Data entries:
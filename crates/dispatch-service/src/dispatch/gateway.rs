//! 渠道网关
//!
//! 通过 `ChannelGateway` trait 抽象各渠道供应商的发送行为，
//! 失败分为瞬时（超时、网络、限流）与永久（地址非法、内容被拒）
//! 两类，编排器据此决定重试或立即终止。当前各渠道为模拟实现
//! （仅记录日志），便于在无外部依赖的情况下验证调度管道的完整性；
//! 替换为真实供应商 SDK 时只需实现同一 trait。

use async_trait::async_trait;
use notify_shared::events::Channel;
use tracing::info;
use uuid::Uuid;

use crate::models::RenderedMessage;

/// 网关发送失败分类
///
/// 编排器的重试决策完全依赖此分类，网关实现必须准确区分：
/// 错把永久失败报成瞬时会浪费整个重试预算。
#[derive(Debug, Clone, thiserror::Error)]
pub enum GatewayError {
    #[error("瞬时失败: {0}")]
    Transient(String),

    #[error("永久失败: {0}")]
    Permanent(String),
}

/// 供应商回执
#[derive(Debug, Clone)]
pub struct ProviderReceipt {
    /// 供应商侧的消息标识，用于追踪投递状态与回执关联
    pub provider_message_id: String,
}

/// 渠道网关 trait，各供应商实现具体的发送逻辑
#[async_trait]
pub trait ChannelGateway: Send + Sync {
    /// 发送渲染后的消息到指定地址
    async fn send(
        &self,
        message: &RenderedMessage,
        address: &str,
    ) -> Result<ProviderReceipt, GatewayError>;

    /// 该网关支持的渠道
    fn channel(&self) -> Channel;

    /// 供应商是否会异步上报送达回执
    fn supports_delivery_receipts(&self) -> bool {
        false
    }

    /// 供应商是否会异步上报已读回执
    fn supports_read_receipts(&self) -> bool {
        false
    }
}

// ---------------------------------------------------------------------------
// 邮件网关
// ---------------------------------------------------------------------------

/// 模拟邮件网关
///
/// 生产环境中替换为 SES / SendGrid 等邮件服务的 SDK 调用
pub struct EmailGateway;

#[async_trait]
impl ChannelGateway for EmailGateway {
    async fn send(
        &self,
        message: &RenderedMessage,
        address: &str,
    ) -> Result<ProviderReceipt, GatewayError> {
        if !address.contains('@') {
            return Err(GatewayError::Permanent(format!("非法邮件地址: {address}")));
        }

        let provider_message_id = Uuid::now_v7().to_string();
        info!(
            channel = "EMAIL",
            address = %address,
            provider_message_id = %provider_message_id,
            subject = message.subject.as_deref().unwrap_or(""),
            "模拟发送邮件通知"
        );

        Ok(ProviderReceipt {
            provider_message_id,
        })
    }

    fn channel(&self) -> Channel {
        Channel::Email
    }

    fn supports_delivery_receipts(&self) -> bool {
        true
    }
}

// ---------------------------------------------------------------------------
// 短信网关
// ---------------------------------------------------------------------------

/// 模拟短信网关
///
/// 生产环境中替换为短信服务商（如阿里云 SMS）的 API 调用
pub struct SmsGateway;

#[async_trait]
impl ChannelGateway for SmsGateway {
    async fn send(
        &self,
        message: &RenderedMessage,
        address: &str,
    ) -> Result<ProviderReceipt, GatewayError> {
        if !address.starts_with('+') || address.len() < 8 {
            return Err(GatewayError::Permanent(format!("非法手机号: {address}")));
        }

        let provider_message_id = Uuid::now_v7().to_string();
        info!(
            channel = "SMS",
            address = %address,
            provider_message_id = %provider_message_id,
            body = %message.body,
            "模拟发送短信通知"
        );

        Ok(ProviderReceipt {
            provider_message_id,
        })
    }

    fn channel(&self) -> Channel {
        Channel::Sms
    }

    fn supports_delivery_receipts(&self) -> bool {
        true
    }
}

// ---------------------------------------------------------------------------
// 推送网关
// ---------------------------------------------------------------------------

/// 模拟 APP 推送网关
///
/// 生产环境中替换为 APNs / FCM 等推送服务的 SDK 调用
pub struct PushGateway;

#[async_trait]
impl ChannelGateway for PushGateway {
    async fn send(
        &self,
        message: &RenderedMessage,
        address: &str,
    ) -> Result<ProviderReceipt, GatewayError> {
        if address.is_empty() {
            return Err(GatewayError::Permanent("设备 token 为空".to_string()));
        }

        let provider_message_id = Uuid::now_v7().to_string();
        info!(
            channel = "PUSH",
            device_token = %address,
            provider_message_id = %provider_message_id,
            title = message.subject.as_deref().unwrap_or(""),
            "模拟发送 APP 推送通知"
        );

        Ok(ProviderReceipt {
            provider_message_id,
        })
    }

    fn channel(&self) -> Channel {
        Channel::Push
    }

    fn supports_read_receipts(&self) -> bool {
        true
    }
}

// ---------------------------------------------------------------------------
// Webhook 网关
// ---------------------------------------------------------------------------

/// 模拟 Webhook 网关
///
/// 生产环境中替换为带签名与超时控制的 HTTP POST 回调
pub struct WebhookGateway;

#[async_trait]
impl ChannelGateway for WebhookGateway {
    async fn send(
        &self,
        message: &RenderedMessage,
        address: &str,
    ) -> Result<ProviderReceipt, GatewayError> {
        if !address.starts_with("http://") && !address.starts_with("https://") {
            return Err(GatewayError::Permanent(format!(
                "非法 webhook 地址: {address}"
            )));
        }

        let provider_message_id = Uuid::now_v7().to_string();
        info!(
            channel = "WEBHOOK",
            url = %address,
            provider_message_id = %provider_message_id,
            body_len = message.body.len(),
            "模拟投递 Webhook 通知"
        );

        Ok(ProviderReceipt {
            provider_message_id,
        })
    }

    fn channel(&self) -> Channel {
        Channel::Webhook
    }
}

**EXERCISE:**
Take every line from the records that holds "ChannelGateway" and copy it down.

**RESPONSE TO THIS EXERCISE:**
//! 通过 `ChannelGateway` trait 抽象各渠道供应商的发送行为，
pub trait ChannelGateway: Send + Sync {
impl ChannelGateway for EmailGateway {
impl ChannelGateway for SmsGateway {
impl ChannelGateway for PushGateway {
impl ChannelGateway for WebhookGateway {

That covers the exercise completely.